Google also turned up the news that Gill sold the book (and the movie rights) on the basis of a proposal. He didn't turn his life around and then write a book to tell the tale. Before he'd worked at Starbucks long enough to get the lingo down, he sold Penguin and Tom Hanks on the idea of a high-flying, ego-driven overachiever getting his come-uppance and then discovering the value of hard work and regular people. Then he lived the life he needed to tell about.

Miss Snark taught me the importance of a good hook. She even ran a crapometer on hooks (December 06, I think) to drive home the point (or stomp it home with a stiletto heel, as she might say). Gill created a shiny, pointed, I've-got-to-read-this-book hook.

His book did not live up to his hook. Worse yet, it feels like he backed into the hook (when a Starbucks manager offered him a job almost as a joke) and then contrived a story to hang on it.

I'm a sucker for people who find hidden meaning in difficult circumstances. I'm not above being a tiny bit satisfied to see a guy who cheated on his wife and fathered a child with another woman hit the proverbial wall. (Sorry. I'm working on it.) Gill admits his mistakes, I have to give him that. But in the end, that feels more like part of the set up than genuine growth or remorse.

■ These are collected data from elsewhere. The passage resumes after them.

//! Edge collapse decimation
//!
//! Greedy quadric error metric (QEM) simplification: every vertex carries the
//! quadric of its incident face planes, every edge is priced by the error of
//! merging its endpoints at the quadric optimum, and the cheapest edge is
//! collapsed until the face budget is met.
//!
//! Topology is tracked with vertex-face incidence lists. A collapse is only
//! performed when it keeps the surface a manifold (link condition, no duplicate
//! faces) and does not fold any surviving face over.

use crate::quadric::Quadric;
use crate::MeshSimplifier;
use meshdensity_core::{face_edges, to_f32, to_f64, Error, Point3d, Result, TriangleMesh};
use priority_queue::PriorityQueue;
use std::cmp::Ordering;
use std::collections::HashMap;
use tracing::{debug, warn};

/// Fewest vertices a mesh may have and still admit an edge collapse.
pub const MIN_VERTICES: usize = 4;

/// Floor for an explicit face budget; a tetrahedron is the smallest closed surface.
pub const MIN_TRIANGLES: usize = 4;

/// Faces whose area falls below this fraction of the squared mean edge length
/// count as collapsed.
const AREA_EPSILON: f64 = 1e-12;

const PROGRESS_INTERVAL: usize = 10_000;

type Edge = (usize, usize);

// ============================================================
// Edge Cost for Priority Queue
// ============================================================

#[derive(Debug, Clone, Copy)]
struct EdgeCost {
    edge: Edge,
    position: Point3d,
    /// Quadric error scaled by the aggressiveness length bias
    key: f64,
}

impl PartialEq for EdgeCost {
    fn eq(&self, other: &Self) -> bool {
        self.cmp(other) == Ordering::Equal
    }
}
impl Eq for EdgeCost {}

impl PartialOrd for EdgeCost {
    fn partial_cmp(&self, other: &Self) -> Option<Ordering> {
        Some(self.cmp(other))
    }
}

impl Ord for EdgeCost {
    fn cmp(&self, other: &Self) -> Ordering {
        // Max-queue pops this first when it has the smaller key, then the
        // smaller vertex pair
        other
            .key
            .total_cmp(&self.key)
            .then_with(|| other.edge.cmp(&self.edge))
    }
}

/// Priority key of a collapse. Aggressiveness makes long edges dearer than
/// short ones of equal error.
fn priority_key(cost: f64, length: f64, mean_edge_length: f64, aggressiveness: f64) -> f64 {
    cost * (1.0 + aggressiveness * length / mean_edge_length)
}

// ============================================================
// Collapse State
// ============================================================

struct CollapseState {
    positions: Vec<Point3d>,
    faces: Vec<[usize; 3]>,
    face_alive: Vec<bool>,
    /// Faces incident to each vertex; may still list faces removed since
    vertex_faces: Vec<Vec<usize>>,
    quadrics: Vec<Quadric>,
    vertex_alive: Vec<bool>,
    /// Vertices whose edges are never collapsed
    locked: Vec<bool>,
    active_faces: usize,
    mean_edge_length: f64,
}

impl CollapseState {
    fn new(mesh: &TriangleMesh, preserve_boundary: bool) -> Self {
        let positions: Vec<Point3d> = mesh.vertices.iter().map(to_f64).collect();
        let nv = positions.len();

        let mut vertex_faces = vec![Vec::new(); nv];
        let mut quadrics = vec![Quadric::default(); nv];
        let mut edge_faces: HashMap<Edge, usize> = HashMap::with_capacity(mesh.faces.len() * 3 / 2);
        let mut edge_length_sum = 0.0;

        for (fi, face) in mesh.faces.iter().enumerate() {
            let [p0, p1, p2] = face.map(|vi| positions[vi]);
            let plane = Quadric::from_triangle(&p0, &p1, &p2);
            for (k, &vi) in face.iter().enumerate() {
                if face[..k].contains(&vi) {
                    continue;
                }
                vertex_faces[vi].push(fi);
                if let Some(q) = plane {
                    quadrics[vi] += q;
                }
            }
            for (a, b) in face_edges(face) {
                *edge_faces.entry((a, b)).or_insert(0) += 1;
                edge_length_sum += (positions[b] - positions[a]).norm();
            }
        }

        let mut locked = vec![false; nv];
        for (&(a, b), &count) in &edge_faces {
            if count > 2 || (preserve_boundary && count == 1) {
                locked[a] = true;
                locked[b] = true;
            }
        }

        let mean_edge_length = edge_length_sum / (3 * mesh.faces.len().max(1)) as f64;
        Self {
            positions,
            faces: mesh.faces.clone(),
            face_alive: vec![true; mesh.faces.len()],
            vertex_faces,
            quadrics,
            vertex_alive: vec![true; nv],
            locked,
            active_faces: mesh.faces.len(),
            mean_edge_length: if mean_edge_length > 0.0 { mean_edge_length } else { 1.0 },
        }
    }

    fn live_faces(&self, v: usize) -> impl Iterator<Item = usize> + '_ {
        self.vertex_faces[v]
            .iter()
            .copied()
            .filter(move |&fi| self.face_alive[fi])
    }

    /// Sorted one-ring of `v`.
    fn neighbors(&self, v: usize) -> Vec<usize> {
        let mut ring: Vec<usize> = self
            .live_faces(v)
            .flat_map(|fi| self.faces[fi])
            .filter(|&u| u != v)
            .collect();
        ring.sort_unstable();
        ring.dedup();
        ring
    }

    fn shared_faces(&self, a: usize, b: usize) -> Vec<usize> {
        self.live_faces(a)
            .filter(|&fi| self.faces[fi].contains(&b))
            .collect()
    }

    fn is_boundary(&self, v: usize) -> bool {
        self.neighbors(v)
            .into_iter()
            .any(|u| self.shared_faces(v, u).len() == 1)
    }

    /// All live edges, sorted.
    fn edges(&self) -> Vec<Edge> {
        let mut edges: Vec<Edge> = (0..self.faces.len())
            .filter(|&fi| self.face_alive[fi])
            .flat_map(|fi| face_edges(&self.faces[fi]))
            .filter(|(a, b)| a != b)
            .collect();
        edges.sort_unstable();
        edges.dedup();
        edges
    }

    /// Edges whose price or validity a collapse onto `v` may have changed.
    fn edges_around(&self, v: usize) -> Vec<Edge> {
        let mut edges = Vec::new();
        for &u in std::iter::once(&v).chain(self.neighbors(v).iter()) {
            for w in self.neighbors(u) {
                edges.push((u.min(w), u.max(w)));
            }
        }
        edges.sort_unstable();
        edges.dedup();
        edges
    }

    fn candidate(&self, (a, b): Edge, aggressiveness: f64) -> Option<EdgeCost> {
        if self.locked[a] || self.locked[b] {
            return None;
        }
        let q = self.quadrics[a] + self.quadrics[b];
        let (pa, pb) = (self.positions[a], self.positions[b]);
        let midpoint = Point3d::from((pa.coords + pb.coords) * 0.5);
        let length = (pb - pa).norm();

        let (position, cost) = match q.minimizer().filter(|p| (p - midpoint).norm() <= length) {
            Some(optimum) => (optimum, q.evaluate(&optimum)),
            None => {
                // Midpoint first so it wins ties
                let mut best = (midpoint, q.evaluate(&midpoint));
                for p in [pa, pb] {
                    let cost = q.evaluate(&p);
                    if cost < best.1 {
                        best = (p, cost);
                    }
                }
                best
            }
        };

        Some(EdgeCost {
            edge: (a, b),
            position,
            key: priority_key(cost, length, self.mean_edge_length, aggressiveness),
        })
    }

    /// Whether merging `b` into `a` at `target` keeps a valid manifold.
    fn collapse_is_valid(&self, a: usize, b: usize, target: &Point3d, min_normal_dot: f64) -> bool {
        let shared = self.shared_faces(a, b);
        if shared.is_empty() || shared.len() > 2 {
            return false;
        }

        // Link condition: the only common neighbours are the apices of the
        // faces on the edge
        let ring_a = self.neighbors(a);
        let ring_b = self.neighbors(b);
        let common = ring_a
            .iter()
            .filter(|v| ring_b.binary_search(v).is_ok())
            .count();
        if common != shared.len() {
            return false;
        }

        // An interior edge between two boundary vertices would pinch the surface
        if shared.len() == 2 && self.is_boundary(a) && self.is_boundary(b) {
            return false;
        }

        let min_area = AREA_EPSILON * self.mean_edge_length * self.mean_edge_length;
        for v in [a, b] {
            for fi in self.live_faces(v).filter(|fi| !shared.contains(fi)) {
                let face = self.faces[fi];
                let before = face.map(|u| self.positions[u]);
                let after = face.map(|u| if u == v { *target } else { self.positions[u] });
                let n_before = (before[1] - before[0]).cross(&(before[2] - before[0]));
                let n_after = (after[1] - after[0]).cross(&(after[2] - after[0]));
                if n_after.norm() <= min_area {
                    return false;
                }
                if n_before.norm() > min_area
                    && n_before.normalize().dot(&n_after.normalize()) < min_normal_dot
                {
                    return false;
                }
            }
        }

        // Faces of `b` re-indexed onto `a` must not duplicate a face of `a`
        let sorted = |face: [usize; 3]| {
            let mut face = face;
            face.sort_unstable();
            face
        };
        let faces_a: Vec<[usize; 3]> = self
            .live_faces(a)
            .filter(|fi| !shared.contains(fi))
            .map(|fi| sorted(self.faces[fi]))
            .collect();
        !self
            .live_faces(b)
            .filter(|fi| !shared.contains(fi))
            .map(|fi| sorted(self.faces[fi].map(|u| if u == b { a } else { u })))
            .any(|face| faces_a.contains(&face))
    }

    /// Merge `b` into `a` at `target`, returning the number of faces removed.
    fn collapse(&mut self, a: usize, b: usize, target: Point3d) -> usize {
        self.positions[a] = target;
        let qb = self.quadrics[b];
        self.quadrics[a] += qb;

        let mut removed = 0;
        for fi in std::mem::take(&mut self.vertex_faces[b]) {
            if !self.face_alive[fi] {
                continue;
            }
            if self.faces[fi].contains(&a) {
                self.face_alive[fi] = false;
                self.active_faces -= 1;
                removed += 1;
            } else {
                for u in self.faces[fi].iter_mut() {
                    if *u == b {
                        *u = a;
                    }
                }
                self.vertex_faces[a].push(fi);
            }
        }
        self.vertex_alive[b] = false;

        let face_alive = &self.face_alive;
        self.vertex_faces[a].retain(|&fi| face_alive[fi]);
        removed
    }

    fn to_triangle_mesh(&self) -> TriangleMesh {
        let faces = (0..self.faces.len())
            .filter(|&fi| self.face_alive[fi])
            .map(|fi| self.faces[fi])
            .collect();
        TriangleMesh::from_vertices_and_faces(self.positions.iter().map(to_f32).collect(), faces)
            .compact()
    }
}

Tom Hanks will probably make a feel good, heartwarming movie out of Gill's story. I may even go see it, but if I do, I'll view it with plenty of salt on my popcorn.


holly said...

Had this one in my hands a couple weeks aga.

So glad I put it down after reading this!

Terry Whitaker said...

I HATE being duped! Especially by a book--it just shouldn't happen. You SHOULD be able to judge a book by it's cover; or at least by it's jacket. Thanks for the insight.

kario said...

Ooh, thanks for the warning. Don't you just love the power of the internet? Hopefully, more people like you who have been duped will get the word out and this guy will get what he deserves.

Michelle O'Neil said...

Wow! Great review Jerri. Thanks!

Suzy said...

I have to say, with the James Frey-
A Little Million Pieces, that I really felt bad that we all had been taken, but the writing was amazing. He just lied about it being a memoir.


Suzy said...

A Million Little Pieces..
it's Monday folks, cut me some slack...

Deb said...

I liked your version of the title, Suze!

Thanks for the heads up, Jerri. I had looked at the book also.

I'm wondering about men's memoirs - if it's harder for them to get to the truth in general. As I think about all the memoirs I've read in the last few years, I can't remember a man's story that has stuck with me. Can you?

For the record, I know that when Roger (from Sisters in October) writes his, it will be dynamite.